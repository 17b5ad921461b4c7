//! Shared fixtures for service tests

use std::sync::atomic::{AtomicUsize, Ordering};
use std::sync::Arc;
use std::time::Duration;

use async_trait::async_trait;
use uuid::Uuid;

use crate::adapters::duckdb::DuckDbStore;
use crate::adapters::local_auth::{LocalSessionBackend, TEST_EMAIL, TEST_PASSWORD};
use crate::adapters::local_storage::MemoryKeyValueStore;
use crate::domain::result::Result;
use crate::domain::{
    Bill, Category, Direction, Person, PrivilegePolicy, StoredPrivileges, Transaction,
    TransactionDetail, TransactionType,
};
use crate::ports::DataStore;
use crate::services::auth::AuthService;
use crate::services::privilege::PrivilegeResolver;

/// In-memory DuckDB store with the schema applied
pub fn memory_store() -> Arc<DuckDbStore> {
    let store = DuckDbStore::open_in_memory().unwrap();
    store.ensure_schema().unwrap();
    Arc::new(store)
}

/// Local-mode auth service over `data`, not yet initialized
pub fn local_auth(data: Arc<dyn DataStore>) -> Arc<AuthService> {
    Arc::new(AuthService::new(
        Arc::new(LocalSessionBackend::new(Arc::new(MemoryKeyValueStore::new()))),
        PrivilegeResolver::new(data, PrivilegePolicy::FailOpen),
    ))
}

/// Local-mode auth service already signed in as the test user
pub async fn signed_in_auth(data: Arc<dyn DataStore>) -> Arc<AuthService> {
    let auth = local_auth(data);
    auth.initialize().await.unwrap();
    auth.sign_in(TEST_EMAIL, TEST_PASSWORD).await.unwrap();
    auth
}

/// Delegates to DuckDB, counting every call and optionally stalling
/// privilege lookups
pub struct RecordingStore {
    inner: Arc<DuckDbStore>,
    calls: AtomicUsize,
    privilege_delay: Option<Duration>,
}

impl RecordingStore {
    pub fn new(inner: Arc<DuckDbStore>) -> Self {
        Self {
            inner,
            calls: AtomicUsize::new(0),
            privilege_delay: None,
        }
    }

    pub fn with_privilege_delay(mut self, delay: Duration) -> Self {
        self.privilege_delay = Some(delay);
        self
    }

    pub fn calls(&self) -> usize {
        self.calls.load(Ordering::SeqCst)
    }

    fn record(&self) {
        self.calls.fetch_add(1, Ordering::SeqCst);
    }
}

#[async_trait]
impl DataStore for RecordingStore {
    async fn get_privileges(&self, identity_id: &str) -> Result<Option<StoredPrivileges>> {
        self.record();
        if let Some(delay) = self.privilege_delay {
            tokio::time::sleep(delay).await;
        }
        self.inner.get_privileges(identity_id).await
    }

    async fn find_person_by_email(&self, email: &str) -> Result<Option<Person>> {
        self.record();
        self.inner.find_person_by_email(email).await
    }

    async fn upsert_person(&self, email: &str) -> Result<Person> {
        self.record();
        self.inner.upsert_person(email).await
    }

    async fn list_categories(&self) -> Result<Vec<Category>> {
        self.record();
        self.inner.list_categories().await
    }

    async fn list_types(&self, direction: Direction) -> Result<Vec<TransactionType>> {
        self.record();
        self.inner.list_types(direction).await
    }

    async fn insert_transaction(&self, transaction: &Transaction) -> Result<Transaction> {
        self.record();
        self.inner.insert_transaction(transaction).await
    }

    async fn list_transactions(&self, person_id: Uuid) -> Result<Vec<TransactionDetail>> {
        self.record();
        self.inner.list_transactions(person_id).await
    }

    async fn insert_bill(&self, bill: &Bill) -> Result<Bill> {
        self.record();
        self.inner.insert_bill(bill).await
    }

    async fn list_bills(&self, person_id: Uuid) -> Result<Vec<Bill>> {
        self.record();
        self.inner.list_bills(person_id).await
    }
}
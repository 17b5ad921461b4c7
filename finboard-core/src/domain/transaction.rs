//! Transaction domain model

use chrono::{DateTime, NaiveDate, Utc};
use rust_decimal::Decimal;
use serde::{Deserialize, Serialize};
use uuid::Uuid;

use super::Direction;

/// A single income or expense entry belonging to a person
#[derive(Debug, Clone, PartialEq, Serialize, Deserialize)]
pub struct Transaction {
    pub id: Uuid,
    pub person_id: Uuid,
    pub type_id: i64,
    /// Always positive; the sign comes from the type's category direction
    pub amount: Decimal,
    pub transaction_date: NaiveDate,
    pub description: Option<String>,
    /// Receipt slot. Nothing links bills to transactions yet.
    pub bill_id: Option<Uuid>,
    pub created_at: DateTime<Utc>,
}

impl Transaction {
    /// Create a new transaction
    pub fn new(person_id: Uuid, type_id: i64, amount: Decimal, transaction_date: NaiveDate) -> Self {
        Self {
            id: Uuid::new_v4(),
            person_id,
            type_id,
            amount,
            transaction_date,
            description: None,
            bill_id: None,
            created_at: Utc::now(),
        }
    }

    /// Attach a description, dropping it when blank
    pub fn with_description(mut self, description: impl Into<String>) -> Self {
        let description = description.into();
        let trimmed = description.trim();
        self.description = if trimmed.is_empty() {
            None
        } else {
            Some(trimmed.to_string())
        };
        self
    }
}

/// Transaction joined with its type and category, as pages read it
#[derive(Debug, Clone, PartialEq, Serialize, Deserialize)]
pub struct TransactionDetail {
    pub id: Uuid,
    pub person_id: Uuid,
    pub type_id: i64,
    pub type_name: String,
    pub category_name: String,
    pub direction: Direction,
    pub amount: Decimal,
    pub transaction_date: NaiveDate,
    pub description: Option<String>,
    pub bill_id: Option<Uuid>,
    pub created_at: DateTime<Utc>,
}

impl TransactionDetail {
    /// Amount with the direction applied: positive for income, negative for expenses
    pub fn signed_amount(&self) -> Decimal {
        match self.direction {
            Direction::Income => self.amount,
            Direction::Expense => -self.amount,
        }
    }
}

--- --- ---

» **YOUR GOAL**: Line by line, output the records exactly as given.

» **TASK SOLUTION**:
repository 17b5ad921461b4c7
//! Shared fixtures for service tests

use std::sync::atomic::{AtomicUsize, Ordering};
use std::sync::Arc;
use std::time::Duration;

use async_trait::async_trait;
use uuid::Uuid;

use crate::adapters::duckdb::DuckDbStore;
use crate::adapters::local_auth::{LocalSessionBackend, TEST_EMAIL, TEST_PASSWORD};
use crate::adapters::local_storage::MemoryKeyValueStore;
use crate::domain::result::Result;
use crate::domain::{
    Bill, Category, Direction, Person, PrivilegePolicy, StoredPrivileges, Transaction,
    TransactionDetail, TransactionType,
};
use crate::ports::DataStore;
use crate::services::auth::AuthService;
use crate::services::privilege::PrivilegeResolver;

/// In-memory DuckDB store with the schema applied
pub fn memory_store() -> Arc<DuckDbStore> {
    let store = DuckDbStore::open_in_memory().unwrap();
    store.ensure_schema().unwrap();
    Arc::new(store)
}

/// Local-mode auth service over `data`, not yet initialized
pub fn local_auth(data: Arc<dyn DataStore>) -> Arc<AuthService> {
    Arc::new(AuthService::new(
        Arc::new(LocalSessionBackend::new(Arc::new(MemoryKeyValueStore::new()))),
        PrivilegeResolver::new(data, PrivilegePolicy::FailOpen),
    ))
}

/// Local-mode auth service already signed in as the test user
pub async fn signed_in_auth(data: Arc<dyn DataStore>) -> Arc<AuthService> {
    let auth = local_auth(data);
    auth.initialize().await.unwrap();
    auth.sign_in(TEST_EMAIL, TEST_PASSWORD).await.unwrap();
    auth
}

/// Delegates to DuckDB, counting every call and optionally stalling
/// privilege lookups
pub struct RecordingStore {
    inner: Arc<DuckDbStore>,
    calls: AtomicUsize,
    privilege_delay: Option<Duration>,
}

impl RecordingStore {
    pub fn new(inner: Arc<DuckDbStore>) -> Self {
        Self {
            inner,
            calls: AtomicUsize::new(0),
            privilege_delay: None,
        }
    }

    pub fn with_privilege_delay(mut self, delay: Duration) -> Self {
        self.privilege_delay = Some(delay);
        self
    }

    pub fn calls(&self) -> usize {
        self.calls.load(Ordering::SeqCst)
    }

    fn record(&self) {
        self.calls.fetch_add(1, Ordering::SeqCst);
    }
}

#[async_trait]
impl DataStore for RecordingStore {
    async fn get_privileges(&self, identity_id: &str) -> Result<Option<StoredPrivileges>> {
        self.record();
        if let Some(delay) = self.privilege_delay {
            tokio::time::sleep(delay).await;
        }
        self.inner.get_privileges(identity_id).await
    }

    async fn find_person_by_email(&self, email: &str) -> Result<Option<Person>> {
        self.record();
        self.inner.find_person_by_email(email).await
    }

    async fn upsert_person(&self, email: &str) -> Result<Person> {
        self.record();
        self.inner.upsert_person(email).await
    }

    async fn list_categories(&self) -> Result<Vec<Category>> {
        self.record();
        self.inner.list_categories().await
    }

    async fn list_types(&self, direction: Direction) -> Result<Vec<TransactionType>> {
        self.record();
        self.inner.list_types(direction).await
    }

    async fn insert_transaction(&self, transaction: &Transaction) -> Result<Transaction> {
        self.record();
        self.inner.insert_transaction(transaction).await
    }

    async fn list_transactions(&self, person_id: Uuid) -> Result<Vec<TransactionDetail>> {
        self.record();
        self.inner.list_transactions(person_id).await
    }

    async fn insert_bill(&self, bill: &Bill) -> Result<Bill> {
        self.record();
        self.inner.insert_bill(bill).await
    }

    async fn list_bills(&self, person_id: Uuid) -> Result<Vec<Bill>> {
        self.record();
        self.inner.list_bills(person_id).await
    }
}
repository 17b5ad921461b4c7
filename finboard-core/src/domain/transaction.rs
//! Transaction domain model

use chrono::{DateTime, NaiveDate, Utc};
use rust_decimal::Decimal;
use serde::{Deserialize, Serialize};
use uuid::Uuid;

use super::Direction;

/// A single income or expense entry belonging to a person
#[derive(Debug, Clone, PartialEq, Serialize, Deserialize)]
pub struct Transaction {
    pub id: Uuid,
    pub person_id: Uuid,
    pub type_id: i64,
    /// Always positive; the sign comes from the type's category direction
    pub amount: Decimal,
    pub transaction_date: NaiveDate,
    pub description: Option<String>,
    /// Receipt slot. Nothing links bills to transactions yet.
    pub bill_id: Option<Uuid>,
    pub created_at: DateTime<Utc>,
}

impl Transaction {
    /// Create a new transaction
    pub fn new(person_id: Uuid, type_id: i64, amount: Decimal, transaction_date: NaiveDate) -> Self {
        Self {
            id: Uuid::new_v4(),
            person_id,
            type_id,
            amount,
            transaction_date,
            description: None,
            bill_id: None,
            created_at: Utc::now(),
        }
    }

    /// Attach a description, dropping it when blank
    pub fn with_description(mut self, description: impl Into<String>) -> Self {
        let description = description.into();
        let trimmed = description.trim();
        self.description = if trimmed.is_empty() {
            None
        } else {
            Some(trimmed.to_string())
        };
        self
    }
}

/// Transaction joined with its type and category, as pages read it
#[derive(Debug, Clone, PartialEq, Serialize, Deserialize)]
pub struct TransactionDetail {
    pub id: Uuid,
    pub person_id: Uuid,
    pub type_id: i64,
    pub type_name: String,
    pub category_name: String,
    pub direction: Direction,
    pub amount: Decimal,
    pub transaction_date: NaiveDate,
    pub description: Option<String>,
    pub bill_id: Option<Uuid>,
    pub created_at: DateTime<Utc>,
}

impl TransactionDetail {
    /// Amount with the direction applied: positive for income, negative for expenses
    pub fn signed_amount(&self) -> Decimal {
        match self.direction {
            Direction::Income => self.amount,
            Direction::Expense => -self.amount,
        }
    }
}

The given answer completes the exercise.